▼

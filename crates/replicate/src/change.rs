//! Per-tick change detection against the last value sent.

use glam::Vec3;

/// Values that can be compared for "changed enough to send".
pub trait ChangeDetect: Copy + PartialEq {
    /// `threshold` only applies to vectors; other kinds compare exactly.
    fn has_changed(previous: Self, current: Self, threshold: f32) -> bool;
}

impl ChangeDetect for Vec3 {
    fn has_changed(previous: Self, current: Self, threshold: f32) -> bool {
        previous.distance_squared(current) > threshold * threshold
    }
}

impl ChangeDetect for bool {
    fn has_changed(previous: Self, current: Self, _threshold: f32) -> bool {
        previous != current
    }
}

impl ChangeDetect for f32 {
    fn has_changed(previous: Self, current: Self, _threshold: f32) -> bool {
        previous != current
    }
}

pub fn has_changed<T: ChangeDetect>(previous: T, current: T, threshold: f32) -> bool {
    T::has_changed(previous, current, threshold)
}

/// Which motion fields go out this tick.
///
/// Velocity and angular velocity usually change together, so when both do
/// they travel in one envelope.
#[derive(Debug, Clone, Copy, PartialEq, Eq, Default)]
pub enum MotionSend {
    #[default]
    None,
    Velocity,
    AngularVelocity,
    Both,
}

impl MotionSend {
    pub fn plan(velocity_changed: bool, angular_velocity_changed: bool) -> Self {
        match (velocity_changed, angular_velocity_changed) {
            (true, true) => MotionSend::Both,
            (true, false) => MotionSend::Velocity,
            (false, true) => MotionSend::AngularVelocity,
            (false, false) => MotionSend::None,
        }
    }

    pub fn velocity(self) -> bool {
        matches!(self, MotionSend::Velocity | MotionSend::Both)
    }

    pub fn angular_velocity(self) -> bool {
        matches!(self, MotionSend::AngularVelocity | MotionSend::Both)
    }
}
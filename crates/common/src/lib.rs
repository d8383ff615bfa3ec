//! Shared types for rigidbody replication: identifiers, session roles and the
//! message shapes exchanged between peers.

pub mod message;
pub mod types;

pub use message::{DeliveryClass, Envelope, FieldId, FieldUpdate, Payload};
pub use types::{AuthorityMode, BodyId, PeerId, PeerRole};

▲

▶ _TASK PROMPT_
Print exactly and only the lines that start at the line with "(true, false) =>" and run through the end of the listing above.

▶ _SOLUTION FOR THIS TASK_
            (true, false) => MotionSend::Velocity,
            (false, true) => MotionSend::AngularVelocity,
            (false, false) => MotionSend::None,
        }
    }

    pub fn velocity(self) -> bool {
        matches!(self, MotionSend::Velocity | MotionSend::Both)
    }

    pub fn angular_velocity(self) -> bool {
        matches!(self, MotionSend::AngularVelocity | MotionSend::Both)
    }
}
filename crates/common/src/lib.rs
repository d8383ff615bfa3ec
//! Shared types for rigidbody replication: identifiers, session roles and the
//! message shapes exchanged between peers.

pub mod message;
pub mod types;

pub use message::{DeliveryClass, Envelope, FieldId, FieldUpdate, Payload};
pub use types::{AuthorityMode, BodyId, PeerId, PeerRole};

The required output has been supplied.